Medical establishments and private practitioners use a device called spirometer to measure the volume of air breathed in and out. The findings could tip your doctor off about the worsening lung health, leading to the diagnosis of diseases like asthma, chronic bronchitis, or cystic fibrosis, etc.
Spirometer measures the volume of the inhaled and exhaled air, indicating if the airway is clear or blocked, which can result in respirational difficulty.
The technology developed by the research group of the University of Washington employs the microphone of the smartphone to measure the volume of the exhaled air.

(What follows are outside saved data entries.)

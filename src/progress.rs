//! Shared progress and logging helpers to keep progress bars pinned.

use indicatif::{MultiProgress, ProgressBar, ProgressDrawTarget, ProgressStyle};
use std::io::{self, Write};
use std::sync::OnceLock;
use tracing_subscriber::fmt::MakeWriter;

static MULTI_PROGRESS: OnceLock<MultiProgress> = OnceLock::new();

fn multi_progress() -> &'static MultiProgress {
    MULTI_PROGRESS.get_or_init(|| {
        let mp = MultiProgress::new();
        mp.set_draw_target(ProgressDrawTarget::stderr_with_hz(10));
        mp
    })
}

/// Add a bar for a known number of work items
pub fn add_progress_bar(len: u64) -> ProgressBar {
    let bar = multi_progress().add(ProgressBar::new(len));
    bar.set_style(
        ProgressStyle::with_template("{bar:30.cyan/dim} {pos}/{len} {msg}")
            .unwrap_or_else(|_| ProgressStyle::default_bar()),
    );
    bar
}

/// Tracing writer that routes log lines through the MultiProgress so they
/// print above any active bars instead of tearing them.
#[derive(Default, Clone)]
pub struct LogWriterFactory;

pub struct LogWriter {
    buffer: String,
}

impl LogWriter {
    fn new() -> Self {
        Self {
            buffer: String::new(),
        }
    }

    fn emit(line: &str) {
        let _ = multi_progress().println(line.to_string());
    }
}

impl Write for LogWriter {
    fn write(&mut self, buf: &[u8]) -> io::Result<usize> {
        self.buffer.push_str(&String::from_utf8_lossy(buf));

        while let Some(idx) = self.buffer.find('\n') {
            let line = self.buffer[..idx].trim_end_matches('\r').to_string();
            Self::emit(&line);
            self.buffer.drain(..idx + 1);
        }

        Ok(buf.len())
    }

    fn flush(&mut self) -> io::Result<()> {
        if !self.buffer.is_empty() {
            let line = self.buffer.trim_end_matches(['\n', '\r']).to_string();
            Self::emit(&line);
            self.buffer.clear();
        }
        Ok(())
    }
}

impl Drop for LogWriter {
    fn drop(&mut self) {
        let _ = self.flush();
    }
}

impl<'a> MakeWriter<'a> for LogWriterFactory {
    type Writer = LogWriter;

    fn make_writer(&'a self) -> Self::Writer {
        LogWriter::new()
    }
}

The app, christened SpiroSmart, measures the amount of air breathed out by the user by recording the sound waves as the user exhales.
The system has been tested on iPhone 4S. The findings of the study indicate a high success ratio of the app, with the results of tests conducted by the app paralleling those of the home-based spirometry test.
The app was first developed in 2012, and now the findings are being presented at CHI 2016, the Computer-Human Interaction conference.
The team has developed a system called SpiroCall which can accurately measure the lung functioning of the user up to 6.2% of clinical spirometer test results. The patients afflicted with chronic lung diseases and hailing from rural areas have limited access to a smartphone and no way to get through to a doctor in time. In such cases, SpiroCall can very well be a lifesaver.
The lead researcher for SpiroCall, Shwetak Patel explained the working of the technology:
“We wanted to be able to measure lung function on any type of phone you might encounter around the world — smartphones, dumb phones, landlines and pay phones. With SpiroCall, you can call a 1-800 number, blow into the phone and use the telephone network to test your lung function.”
SpiroCall is quite a universal app, even the handsets as old as ten years old can perfectly integrate with the technology. The research team of SpiroCall explains the concept of this latest technology in the video below:
The SpiroCall team is now working on a system to send the findings of the SpiroCall to the medical specialists.